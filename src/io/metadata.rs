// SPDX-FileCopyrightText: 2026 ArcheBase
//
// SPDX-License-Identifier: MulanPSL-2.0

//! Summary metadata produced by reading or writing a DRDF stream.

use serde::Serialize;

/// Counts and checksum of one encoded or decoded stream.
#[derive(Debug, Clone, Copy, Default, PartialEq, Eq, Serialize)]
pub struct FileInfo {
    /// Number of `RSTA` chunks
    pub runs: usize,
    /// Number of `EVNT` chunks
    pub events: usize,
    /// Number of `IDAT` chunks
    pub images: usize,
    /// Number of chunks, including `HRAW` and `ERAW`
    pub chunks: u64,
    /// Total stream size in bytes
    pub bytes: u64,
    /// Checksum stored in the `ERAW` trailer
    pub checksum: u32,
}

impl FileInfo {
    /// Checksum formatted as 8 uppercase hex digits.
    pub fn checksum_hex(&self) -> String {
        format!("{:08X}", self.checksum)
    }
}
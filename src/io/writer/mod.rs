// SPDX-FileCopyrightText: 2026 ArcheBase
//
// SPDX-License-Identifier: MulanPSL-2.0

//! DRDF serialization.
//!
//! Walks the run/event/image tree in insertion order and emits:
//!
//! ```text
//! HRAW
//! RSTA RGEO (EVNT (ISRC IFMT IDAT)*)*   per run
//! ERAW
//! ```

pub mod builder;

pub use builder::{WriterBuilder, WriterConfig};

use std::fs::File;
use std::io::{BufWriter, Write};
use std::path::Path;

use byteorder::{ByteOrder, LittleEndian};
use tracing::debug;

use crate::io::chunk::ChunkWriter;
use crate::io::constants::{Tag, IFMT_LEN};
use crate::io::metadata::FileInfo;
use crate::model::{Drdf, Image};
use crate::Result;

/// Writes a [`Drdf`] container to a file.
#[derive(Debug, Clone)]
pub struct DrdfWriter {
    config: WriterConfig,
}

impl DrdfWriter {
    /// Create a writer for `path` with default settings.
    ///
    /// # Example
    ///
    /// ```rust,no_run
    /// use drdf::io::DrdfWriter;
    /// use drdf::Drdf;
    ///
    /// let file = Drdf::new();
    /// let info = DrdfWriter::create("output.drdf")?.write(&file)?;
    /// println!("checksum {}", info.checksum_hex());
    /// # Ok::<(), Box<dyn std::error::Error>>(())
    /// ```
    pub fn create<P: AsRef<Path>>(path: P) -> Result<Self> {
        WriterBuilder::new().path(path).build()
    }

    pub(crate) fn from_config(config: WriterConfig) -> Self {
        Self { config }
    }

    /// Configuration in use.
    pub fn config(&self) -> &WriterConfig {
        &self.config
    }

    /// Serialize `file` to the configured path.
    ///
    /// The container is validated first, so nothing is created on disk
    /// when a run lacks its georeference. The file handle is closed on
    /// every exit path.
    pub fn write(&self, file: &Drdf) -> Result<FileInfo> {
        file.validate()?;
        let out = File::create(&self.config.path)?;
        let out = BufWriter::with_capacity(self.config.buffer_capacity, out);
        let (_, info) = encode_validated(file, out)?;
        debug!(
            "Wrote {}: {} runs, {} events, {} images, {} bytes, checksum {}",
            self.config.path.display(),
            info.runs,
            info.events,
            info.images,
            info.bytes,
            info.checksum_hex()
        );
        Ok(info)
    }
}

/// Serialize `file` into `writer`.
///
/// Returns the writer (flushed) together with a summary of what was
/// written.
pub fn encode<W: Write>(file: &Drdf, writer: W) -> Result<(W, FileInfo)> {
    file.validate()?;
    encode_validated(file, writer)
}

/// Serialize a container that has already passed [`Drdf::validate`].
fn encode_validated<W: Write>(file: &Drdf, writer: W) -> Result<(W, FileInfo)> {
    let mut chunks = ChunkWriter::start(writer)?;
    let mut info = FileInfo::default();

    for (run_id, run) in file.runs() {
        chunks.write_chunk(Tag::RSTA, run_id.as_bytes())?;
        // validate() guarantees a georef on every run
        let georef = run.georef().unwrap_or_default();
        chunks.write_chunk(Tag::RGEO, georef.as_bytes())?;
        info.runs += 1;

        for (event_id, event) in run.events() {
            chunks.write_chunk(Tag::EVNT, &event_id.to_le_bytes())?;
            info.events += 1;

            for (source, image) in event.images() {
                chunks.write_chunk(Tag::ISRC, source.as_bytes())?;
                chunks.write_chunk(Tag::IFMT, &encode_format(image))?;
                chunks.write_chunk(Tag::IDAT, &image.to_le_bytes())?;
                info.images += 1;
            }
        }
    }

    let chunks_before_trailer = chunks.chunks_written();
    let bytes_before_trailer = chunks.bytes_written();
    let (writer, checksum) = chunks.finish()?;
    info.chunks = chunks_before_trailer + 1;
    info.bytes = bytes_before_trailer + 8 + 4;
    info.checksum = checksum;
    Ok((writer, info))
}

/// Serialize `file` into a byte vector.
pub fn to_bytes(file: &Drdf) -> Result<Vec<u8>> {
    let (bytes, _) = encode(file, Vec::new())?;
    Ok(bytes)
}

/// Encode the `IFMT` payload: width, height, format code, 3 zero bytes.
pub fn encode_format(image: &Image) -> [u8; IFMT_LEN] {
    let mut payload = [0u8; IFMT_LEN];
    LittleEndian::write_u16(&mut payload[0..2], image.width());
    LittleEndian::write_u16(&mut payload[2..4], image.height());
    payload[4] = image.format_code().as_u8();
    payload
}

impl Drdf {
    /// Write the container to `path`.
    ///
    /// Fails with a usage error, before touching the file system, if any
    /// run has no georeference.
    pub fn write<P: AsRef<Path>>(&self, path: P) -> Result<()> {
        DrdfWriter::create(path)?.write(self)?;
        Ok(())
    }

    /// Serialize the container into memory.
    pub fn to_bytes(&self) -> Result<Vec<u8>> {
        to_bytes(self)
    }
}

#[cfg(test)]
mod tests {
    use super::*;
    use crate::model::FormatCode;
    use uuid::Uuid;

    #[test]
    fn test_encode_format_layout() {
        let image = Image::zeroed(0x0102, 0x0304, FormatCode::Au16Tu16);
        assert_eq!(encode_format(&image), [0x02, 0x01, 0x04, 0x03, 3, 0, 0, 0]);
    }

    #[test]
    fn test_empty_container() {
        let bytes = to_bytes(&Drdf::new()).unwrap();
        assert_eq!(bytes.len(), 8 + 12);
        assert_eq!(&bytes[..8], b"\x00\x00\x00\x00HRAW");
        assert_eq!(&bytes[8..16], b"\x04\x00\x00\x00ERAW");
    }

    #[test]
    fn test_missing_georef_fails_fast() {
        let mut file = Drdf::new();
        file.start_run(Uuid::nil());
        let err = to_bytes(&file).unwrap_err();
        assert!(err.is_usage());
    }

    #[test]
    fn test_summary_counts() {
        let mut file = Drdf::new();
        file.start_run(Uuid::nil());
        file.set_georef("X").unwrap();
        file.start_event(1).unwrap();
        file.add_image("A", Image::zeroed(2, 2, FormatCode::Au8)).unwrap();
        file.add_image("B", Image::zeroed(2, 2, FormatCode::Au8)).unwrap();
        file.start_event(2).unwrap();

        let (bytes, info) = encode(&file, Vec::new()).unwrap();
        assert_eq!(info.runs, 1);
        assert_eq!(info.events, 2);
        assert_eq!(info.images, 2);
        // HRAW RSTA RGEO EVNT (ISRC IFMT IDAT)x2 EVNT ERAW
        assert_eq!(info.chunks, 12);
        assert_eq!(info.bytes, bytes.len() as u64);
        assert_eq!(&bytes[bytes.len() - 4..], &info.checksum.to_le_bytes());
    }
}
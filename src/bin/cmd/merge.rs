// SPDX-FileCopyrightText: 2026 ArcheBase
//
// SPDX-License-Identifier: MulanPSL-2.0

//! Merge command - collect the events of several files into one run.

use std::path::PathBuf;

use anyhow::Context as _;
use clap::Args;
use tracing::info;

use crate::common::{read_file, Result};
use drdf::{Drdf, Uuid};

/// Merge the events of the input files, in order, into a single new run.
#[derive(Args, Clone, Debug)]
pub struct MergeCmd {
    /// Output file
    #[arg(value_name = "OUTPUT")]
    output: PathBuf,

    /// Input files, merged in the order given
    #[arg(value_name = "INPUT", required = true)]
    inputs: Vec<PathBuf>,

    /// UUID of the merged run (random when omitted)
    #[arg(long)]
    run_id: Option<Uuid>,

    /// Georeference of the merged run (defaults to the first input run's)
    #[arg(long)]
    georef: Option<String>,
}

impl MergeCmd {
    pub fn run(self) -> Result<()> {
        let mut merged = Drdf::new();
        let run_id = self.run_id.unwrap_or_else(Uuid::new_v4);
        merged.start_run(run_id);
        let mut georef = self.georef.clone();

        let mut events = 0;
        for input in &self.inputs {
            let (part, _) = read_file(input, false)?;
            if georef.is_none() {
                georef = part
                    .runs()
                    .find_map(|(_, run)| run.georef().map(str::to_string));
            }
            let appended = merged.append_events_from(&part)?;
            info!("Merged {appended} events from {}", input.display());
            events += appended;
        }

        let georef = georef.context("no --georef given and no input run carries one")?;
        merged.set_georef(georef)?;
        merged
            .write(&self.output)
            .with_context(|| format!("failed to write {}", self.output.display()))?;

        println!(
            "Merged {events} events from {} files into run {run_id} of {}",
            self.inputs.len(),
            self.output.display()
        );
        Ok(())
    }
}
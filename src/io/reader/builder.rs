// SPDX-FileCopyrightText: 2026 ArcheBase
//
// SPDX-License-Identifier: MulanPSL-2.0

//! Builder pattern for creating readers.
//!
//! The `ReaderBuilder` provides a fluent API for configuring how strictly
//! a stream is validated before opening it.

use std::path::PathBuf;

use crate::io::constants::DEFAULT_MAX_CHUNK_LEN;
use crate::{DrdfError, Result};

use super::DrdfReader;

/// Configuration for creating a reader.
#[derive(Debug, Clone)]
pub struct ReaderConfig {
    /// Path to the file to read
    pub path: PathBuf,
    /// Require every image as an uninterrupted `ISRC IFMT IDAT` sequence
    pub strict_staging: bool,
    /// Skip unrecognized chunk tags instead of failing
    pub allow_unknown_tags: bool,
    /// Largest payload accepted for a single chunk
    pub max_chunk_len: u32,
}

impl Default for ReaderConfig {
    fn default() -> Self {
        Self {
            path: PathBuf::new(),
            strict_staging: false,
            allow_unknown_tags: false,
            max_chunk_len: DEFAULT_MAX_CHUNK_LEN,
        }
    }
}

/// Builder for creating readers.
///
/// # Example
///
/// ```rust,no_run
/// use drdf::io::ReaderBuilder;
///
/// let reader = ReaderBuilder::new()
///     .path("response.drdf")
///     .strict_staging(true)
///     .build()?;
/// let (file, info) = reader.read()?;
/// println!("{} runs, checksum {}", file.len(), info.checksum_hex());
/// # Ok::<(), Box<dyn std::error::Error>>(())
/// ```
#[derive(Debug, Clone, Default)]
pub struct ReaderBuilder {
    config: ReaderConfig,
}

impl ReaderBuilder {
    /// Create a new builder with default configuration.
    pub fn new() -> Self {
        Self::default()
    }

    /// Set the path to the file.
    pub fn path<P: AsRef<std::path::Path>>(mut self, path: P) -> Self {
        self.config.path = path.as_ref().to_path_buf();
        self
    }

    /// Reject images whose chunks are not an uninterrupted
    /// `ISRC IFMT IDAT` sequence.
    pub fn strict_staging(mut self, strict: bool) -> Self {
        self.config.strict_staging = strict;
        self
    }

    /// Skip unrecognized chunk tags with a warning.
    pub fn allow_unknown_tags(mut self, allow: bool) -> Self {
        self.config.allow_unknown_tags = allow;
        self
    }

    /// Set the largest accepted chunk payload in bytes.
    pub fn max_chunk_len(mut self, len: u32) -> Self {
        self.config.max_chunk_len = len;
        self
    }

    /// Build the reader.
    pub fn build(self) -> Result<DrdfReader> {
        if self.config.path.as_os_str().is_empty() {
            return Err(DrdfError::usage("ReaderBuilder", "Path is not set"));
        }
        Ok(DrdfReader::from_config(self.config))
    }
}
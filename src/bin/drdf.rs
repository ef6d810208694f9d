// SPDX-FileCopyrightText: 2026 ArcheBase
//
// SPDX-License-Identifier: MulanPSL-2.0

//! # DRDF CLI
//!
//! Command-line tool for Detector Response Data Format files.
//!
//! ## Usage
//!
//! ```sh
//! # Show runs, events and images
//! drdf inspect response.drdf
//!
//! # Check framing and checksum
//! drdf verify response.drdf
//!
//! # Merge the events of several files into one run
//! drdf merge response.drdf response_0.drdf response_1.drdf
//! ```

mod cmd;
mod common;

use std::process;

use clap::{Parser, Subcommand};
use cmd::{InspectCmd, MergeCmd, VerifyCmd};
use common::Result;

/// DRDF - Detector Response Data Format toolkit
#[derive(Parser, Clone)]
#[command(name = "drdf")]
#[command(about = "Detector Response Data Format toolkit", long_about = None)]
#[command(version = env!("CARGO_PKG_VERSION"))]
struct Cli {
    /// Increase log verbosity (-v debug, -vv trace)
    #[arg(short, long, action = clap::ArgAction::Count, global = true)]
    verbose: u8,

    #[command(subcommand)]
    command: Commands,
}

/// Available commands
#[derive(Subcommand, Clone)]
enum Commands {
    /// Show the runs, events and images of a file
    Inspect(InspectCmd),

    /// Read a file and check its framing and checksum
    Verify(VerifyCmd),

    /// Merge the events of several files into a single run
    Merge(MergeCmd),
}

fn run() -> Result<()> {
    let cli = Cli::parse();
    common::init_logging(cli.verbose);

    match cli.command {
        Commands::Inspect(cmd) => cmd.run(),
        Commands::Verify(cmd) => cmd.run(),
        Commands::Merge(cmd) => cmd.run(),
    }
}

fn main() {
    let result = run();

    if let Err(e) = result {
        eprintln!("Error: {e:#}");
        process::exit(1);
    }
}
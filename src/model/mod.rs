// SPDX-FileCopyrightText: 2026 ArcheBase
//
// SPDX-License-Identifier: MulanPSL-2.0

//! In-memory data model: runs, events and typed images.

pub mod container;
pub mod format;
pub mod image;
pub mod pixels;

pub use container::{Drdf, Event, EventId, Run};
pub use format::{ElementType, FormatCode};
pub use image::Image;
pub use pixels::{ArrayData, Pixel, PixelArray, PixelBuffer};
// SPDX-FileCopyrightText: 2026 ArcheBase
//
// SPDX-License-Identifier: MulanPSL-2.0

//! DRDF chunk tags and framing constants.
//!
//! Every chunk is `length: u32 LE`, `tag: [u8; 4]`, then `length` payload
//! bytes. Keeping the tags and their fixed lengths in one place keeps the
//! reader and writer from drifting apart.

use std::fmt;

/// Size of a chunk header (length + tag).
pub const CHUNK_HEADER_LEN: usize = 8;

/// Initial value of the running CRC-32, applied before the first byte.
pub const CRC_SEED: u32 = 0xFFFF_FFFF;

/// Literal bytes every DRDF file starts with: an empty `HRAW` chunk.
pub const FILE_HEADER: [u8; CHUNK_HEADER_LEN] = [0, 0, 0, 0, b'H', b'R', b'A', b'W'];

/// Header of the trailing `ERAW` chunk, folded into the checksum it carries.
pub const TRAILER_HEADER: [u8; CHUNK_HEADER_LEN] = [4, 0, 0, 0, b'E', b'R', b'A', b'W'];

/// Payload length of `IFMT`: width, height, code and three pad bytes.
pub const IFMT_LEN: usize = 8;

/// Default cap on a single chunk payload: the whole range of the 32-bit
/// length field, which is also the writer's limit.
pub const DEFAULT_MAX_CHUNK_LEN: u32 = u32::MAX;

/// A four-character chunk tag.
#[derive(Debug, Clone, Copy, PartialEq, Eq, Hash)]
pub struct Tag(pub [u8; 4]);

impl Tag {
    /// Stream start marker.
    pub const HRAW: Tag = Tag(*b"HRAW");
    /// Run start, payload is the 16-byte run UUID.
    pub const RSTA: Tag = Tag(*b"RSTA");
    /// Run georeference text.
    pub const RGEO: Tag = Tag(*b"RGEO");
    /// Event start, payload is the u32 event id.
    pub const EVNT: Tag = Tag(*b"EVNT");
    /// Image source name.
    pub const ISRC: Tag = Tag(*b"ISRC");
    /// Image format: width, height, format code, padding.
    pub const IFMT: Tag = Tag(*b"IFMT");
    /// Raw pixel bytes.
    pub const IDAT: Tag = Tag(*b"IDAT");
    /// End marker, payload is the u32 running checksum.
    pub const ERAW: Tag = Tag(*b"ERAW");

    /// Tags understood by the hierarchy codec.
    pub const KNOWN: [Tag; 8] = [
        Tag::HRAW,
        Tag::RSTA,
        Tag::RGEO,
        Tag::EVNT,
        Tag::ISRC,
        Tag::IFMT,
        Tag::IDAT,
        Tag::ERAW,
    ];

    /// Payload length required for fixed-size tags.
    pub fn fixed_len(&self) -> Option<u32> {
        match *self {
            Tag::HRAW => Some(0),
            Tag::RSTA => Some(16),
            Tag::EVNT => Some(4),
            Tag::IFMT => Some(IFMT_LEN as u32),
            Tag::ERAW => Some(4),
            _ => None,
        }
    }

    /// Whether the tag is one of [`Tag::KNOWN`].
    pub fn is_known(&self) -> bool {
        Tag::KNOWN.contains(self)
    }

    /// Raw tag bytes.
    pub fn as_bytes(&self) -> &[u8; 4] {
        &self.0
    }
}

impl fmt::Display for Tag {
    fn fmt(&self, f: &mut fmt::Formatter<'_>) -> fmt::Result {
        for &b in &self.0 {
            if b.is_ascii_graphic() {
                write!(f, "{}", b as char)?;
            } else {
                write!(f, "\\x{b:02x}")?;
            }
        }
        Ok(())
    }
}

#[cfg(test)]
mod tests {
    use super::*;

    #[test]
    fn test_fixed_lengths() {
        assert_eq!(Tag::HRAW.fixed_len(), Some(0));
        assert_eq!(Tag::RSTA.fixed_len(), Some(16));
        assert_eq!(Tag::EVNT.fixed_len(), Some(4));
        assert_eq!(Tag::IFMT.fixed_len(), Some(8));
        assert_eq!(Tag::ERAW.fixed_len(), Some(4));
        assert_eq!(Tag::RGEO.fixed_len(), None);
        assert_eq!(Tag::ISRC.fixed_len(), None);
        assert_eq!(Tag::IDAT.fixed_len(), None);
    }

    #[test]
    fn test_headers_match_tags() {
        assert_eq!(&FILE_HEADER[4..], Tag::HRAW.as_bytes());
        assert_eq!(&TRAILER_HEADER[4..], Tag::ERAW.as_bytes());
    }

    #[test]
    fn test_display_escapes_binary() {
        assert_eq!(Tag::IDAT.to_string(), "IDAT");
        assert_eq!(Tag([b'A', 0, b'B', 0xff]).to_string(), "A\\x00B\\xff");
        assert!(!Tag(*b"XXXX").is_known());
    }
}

***

◆ **DIRECTIONS**: Every line in the listing that holds the string "DrdfError" should be copied out.

◆ **FINAL ANSWER**:
use crate::{DrdfError, Result};
            return Err(DrdfError::usage("ReaderBuilder", "Path is not set"));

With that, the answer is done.